Forum Moderators: phranque

Message Too Old, No Replies

Removing www doesn't work on requests for a dir w/no trailing slash

www.example.com/dir/ works, www.example.com/dir doesn't

         

MichaelBluejay

5:52 am on Nov 14, 2009 (gmt 0)

WebmasterWorld Senior Member 10+ Year Member Top Contributors Of The Month



I'm trying to remove the www from requests to directory, via the .htaccess file in that directory, but it doesn't work if the request doesn't have a trailing slash.

Requests for www.example.com/dir/ are properly changed to example.com/dir/.

But requests for www.example.com/dir get changed to example.com/dir//home/username/example.com/dir

Here's my code in /home/user/example.com/dir/.htaccess:

RewriteCond %{HTTP_HOST} !^example\.com$ [NC]
RewriteRule (.*) http://example.com/dir/$1 [R=permanent,L]

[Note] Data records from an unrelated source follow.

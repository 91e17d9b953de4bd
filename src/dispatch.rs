use crate::body::read_json;
use crate::errors::{AppError, AppResult};
use crate::models::{self, NewTodo, Todo, INVALID_DATA, MISSING_TITLE};
use crate::request_log::RequestLog;
use crate::store::TodoStore;
use axum::body::Body;
use axum::extract::{Query, Request, State};
use axum::http::{Method, Uri};
use axum::response::{IntoResponse, Response};
use axum::Json;
use std::sync::Arc;

const COLLECTION: &str = "todos";

const OUTSIDE_COLLECTION: &str = "Todos Not found!";
const ENDPOINT_NOT_FOUND: &str = "Error: Endpoint not found";
const GET_NOT_FOUND: &str = "Todo not found!";
const TODO_NOT_FOUND: &str = "Todo not found";
const READ_FAILED: &str = "Error: Failed to read todos";
const WRITE_FAILED: &str = "Error: Failed to write todos";
const UPDATE_FAILED: &str = "Error: Failed to update todos";
const DELETE_FAILED: &str = "Error: Failed to delete todo";

#[derive(Debug, Clone)]
pub struct AppState {
    pub store: Arc<TodoStore>,
    pub request_log: RequestLog,
}

/// One operation per `(method, path shape)`. `None` ids come from segments with no
/// leading integer and never match an item.
#[derive(Debug, Clone, Copy, PartialEq, Eq)]
pub enum Route {
    OutsideCollection,
    List,
    Get(Option<i64>),
    Create,
    Update(Option<i64>),
    Delete(Option<i64>),
    Unmatched,
}

impl Route {
    pub fn parse(method: &Method, path: &str) -> Self {
        let segments: Vec<&str> = path.split('/').filter(|segment| !segment.is_empty()).collect();
        if segments.first() != Some(&COLLECTION) {
            return Self::OutsideCollection;
        }

        match (method, segments.as_slice()) {
            (&Method::GET, [_]) => Self::List,
            (&Method::POST, [_]) => Self::Create,
            (&Method::GET, [_, id]) => Self::Get(parse_leading_int(id)),
            (&Method::PUT, [_, id]) => Self::Update(parse_leading_int(id)),
            (&Method::DELETE, [_, id]) => Self::Delete(parse_leading_int(id)),
            _ => Self::Unmatched,
        }
    }
}

/// Reads an optional sign followed by the longest run of ASCII digits; trailing text is ignored.
pub fn parse_leading_int(segment: &str) -> Option<i64> {
    let trimmed = segment.trim_start();
    let (negative, rest) = match trimmed.as_bytes().first() {
        Some(b'-') => (true, &trimmed[1..]),
        Some(b'+') => (false, &trimmed[1..]),
        _ => (false, trimmed),
    };
    let digits_len = rest.bytes().take_while(u8::is_ascii_digit).count();
    if digits_len == 0 {
        return None;
    }
    let magnitude: i64 = rest[..digits_len].parse().ok()?;
    Some(if negative { -magnitude } else { magnitude })
}

/// Single entry point for every request the service receives.
pub async fn dispatch(State(state): State<AppState>, request: Request) -> Response {
    let method = request.method().clone();
    let uri = request.uri().clone();
    let raw_path = uri
        .path_and_query()
        .map_or_else(|| uri.path().to_string(), |path| path.as_str().to_string());
    state.request_log.record(method.as_str(), &raw_path);

    let route = Route::parse(&method, uri.path());
    if route == Route::OutsideCollection {
        return AppError::NotFound(OUTSIDE_COLLECTION.to_string()).into_response();
    }

    let _serialized = state.store.begin_request().await;
    let todos = match state.store.load_all().await {
        Ok(todos) => todos,
        Err(error) => {
            tracing::error!(error = %error, "failed to load todos");
            return AppError::Storage(READ_FAILED.to_string()).into_response();
        }
    };

    let body = request.into_body();
    let result = match route {
        Route::List => Ok(list(todos, &uri)),
        Route::Get(id) => get_one(&todos, id),
        Route::Create => create(&state.store, todos, body).await,
        Route::Update(id) => update(&state.store, todos, id, body).await,
        Route::Delete(id) => delete(&state.store, todos, id).await,
        Route::OutsideCollection | Route::Unmatched => {
            Err(AppError::NotFound(ENDPOINT_NOT_FOUND.to_string()))
        }
    };
    result.unwrap_or_else(IntoResponse::into_response)
}

fn list(todos: Vec<Todo>, uri: &Uri) -> Response {
    // First occurrence wins when the parameter is repeated.
    let completed = Query::<Vec<(String, String)>>::try_from_uri(uri)
        .ok()
        .and_then(|Query(pairs)| pairs.into_iter().find(|(key, _)| key == "completed"))
        .map(|(_, value)| value);
    Json(models::filter_completed(todos, completed.as_deref())).into_response()
}

fn get_one(todos: &[Todo], id: Option<i64>) -> AppResult<Response> {
    let todo = id
        .and_then(|id| todos.iter().find(|todo| todo.id == id))
        .ok_or_else(|| AppError::NotFound(GET_NOT_FOUND.to_string()))?;
    Ok(Json(todo).into_response())
}

async fn create(store: &TodoStore, mut todos: Vec<Todo>, body: Body) -> AppResult<Response> {
    let payload = read_json(body).await.map_err(|error| {
        tracing::debug!(error = %error, "rejected create body");
        AppError::InvalidInput(MISSING_TITLE.to_string())
    })?;
    let todo = NewTodo::from_body(&payload)?.into_todo(&todos)?;

    todos.push(todo.clone());
    persist(store, &todos, WRITE_FAILED).await?;
    tracing::info!(id = todo.id, "created todo");
    Ok(Json(todo).into_response())
}

async fn update(
    store: &TodoStore,
    mut todos: Vec<Todo>,
    id: Option<i64>,
    body: Body,
) -> AppResult<Response> {
    let index = id
        .and_then(|id| models::find_index(&todos, id))
        .ok_or_else(|| AppError::NotFound(TODO_NOT_FOUND.to_string()))?;

    let payload = read_json(body).await.map_err(|error| {
        tracing::debug!(error = %error, "rejected update body");
        AppError::InvalidInput(INVALID_DATA.to_string())
    })?;
    let patch = models::update_patch(&payload)?;
    let updated = todos[index].merged(patch)?;

    let previous_id = todos[index].id;
    if updated.id != previous_id {
        let duplicate = todos
            .iter()
            .enumerate()
            .any(|(position, todo)| position != index && todo.id == updated.id);
        tracing::warn!(from = previous_id, to = updated.id, duplicate, "update changed todo id");
    }

    todos[index] = updated.clone();
    persist(store, &todos, UPDATE_FAILED).await?;
    tracing::info!(id = updated.id, "updated todo");
    Ok(Json(updated).into_response())
}

async fn delete(store: &TodoStore, mut todos: Vec<Todo>, id: Option<i64>) -> AppResult<Response> {
    let index = id
        .and_then(|id| models::find_index(&todos, id))
        .ok_or_else(|| AppError::NotFound(TODO_NOT_FOUND.to_string()))?;

    let removed = todos.remove(index);
    persist(store, &todos, DELETE_FAILED).await?;
    tracing::info!(id = removed.id, "deleted todo");
    Ok(Json(removed).into_response())
}

async fn persist(store: &TodoStore, todos: &[Todo], failure: &str) -> AppResult<()> {
    store.save_all(todos).await.map_err(|error| {
        tracing::error!(error = %error, "failed to persist todos");
        AppError::Storage(failure.to_string())
    })
}

#[cfg(test)]
mod tests {
    use super::{parse_leading_int, persist, Route, DELETE_FAILED, UPDATE_FAILED, WRITE_FAILED};
    use crate::models::Todo;
    use crate::store::TodoStore;
    use axum::http::{Method, StatusCode};

    #[test]
    fn routes_follow_method_and_segment_count() {
        assert_eq!(Route::parse(&Method::GET, "/todos"), Route::List);
        assert_eq!(Route::parse(&Method::GET, "/todos/"), Route::List);
        assert_eq!(Route::parse(&Method::POST, "/todos"), Route::Create);
        assert_eq!(Route::parse(&Method::GET, "/todos/4"), Route::Get(Some(4)));
        assert_eq!(Route::parse(&Method::PUT, "/todos/4"), Route::Update(Some(4)));
        assert_eq!(Route::parse(&Method::DELETE, "/todos/4"), Route::Delete(Some(4)));
    }

    #[test]
    fn unknown_shapes_are_unmatched_or_outside() {
        assert_eq!(Route::parse(&Method::GET, "/"), Route::OutsideCollection);
        assert_eq!(Route::parse(&Method::GET, "/users"), Route::OutsideCollection);
        assert_eq!(Route::parse(&Method::GET, "/todosx"), Route::OutsideCollection);
        assert_eq!(Route::parse(&Method::PATCH, "/todos/1"), Route::Unmatched);
        assert_eq!(Route::parse(&Method::POST, "/todos/1"), Route::Unmatched);
        assert_eq!(Route::parse(&Method::DELETE, "/todos"), Route::Unmatched);
        assert_eq!(Route::parse(&Method::GET, "/todos/1/extra"), Route::Unmatched);
    }

    #[test]
    fn ids_use_leading_integer() {
        assert_eq!(parse_leading_int("12"), Some(12));
        assert_eq!(parse_leading_int("12abc"), Some(12));
        assert_eq!(parse_leading_int("-3"), Some(-3));
        assert_eq!(parse_leading_int("abc"), None);
        assert_eq!(parse_leading_int(""), None);
        assert_eq!(parse_leading_int("-"), None);
        assert_eq!(parse_leading_int("99999999999999999999"), None);
        assert_eq!(Route::parse(&Method::GET, "/todos/abc"), Route::Get(None));
    }

    #[tokio::test]
    async fn write_failures_map_to_operation_messages() {
        let dir = tempfile::tempdir().expect("tempdir");
        // Writing over a directory fails regardless of the caller's privileges.
        let store = TodoStore::new(dir.path());
        let todos = vec![Todo::new(1, "a", false)];

        for message in [WRITE_FAILED, UPDATE_FAILED, DELETE_FAILED] {
            let err = persist(&store, &todos, message).await.expect_err("write over directory");
            assert_eq!(err.status(), StatusCode::INTERNAL_SERVER_ERROR);
            assert_eq!(err.to_string(), message);
        }
    }
}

I know I could inherit the rule from the .htaccess at the root level, but there are lots of rules in the main .htaccess file that I don't want to run one level down.

Any ideas?

jdMorgan

3:51 pm on Nov 14, 2009 (gmt 0)

WebmasterWorld Senior Member 10+ Year Member



It looks like you may not have a choice, as it appears that an internal rewrite in the root is executing, then your external redirect kicks in, and so the internal filepath is being exposed as a URL.

At the least, you need *all* external redirects to execute before *any* internal rewrites, and this may dictate the necessity of doing all domain and URL canonicalization in the root .htaccess (or even better, at the per-server config level).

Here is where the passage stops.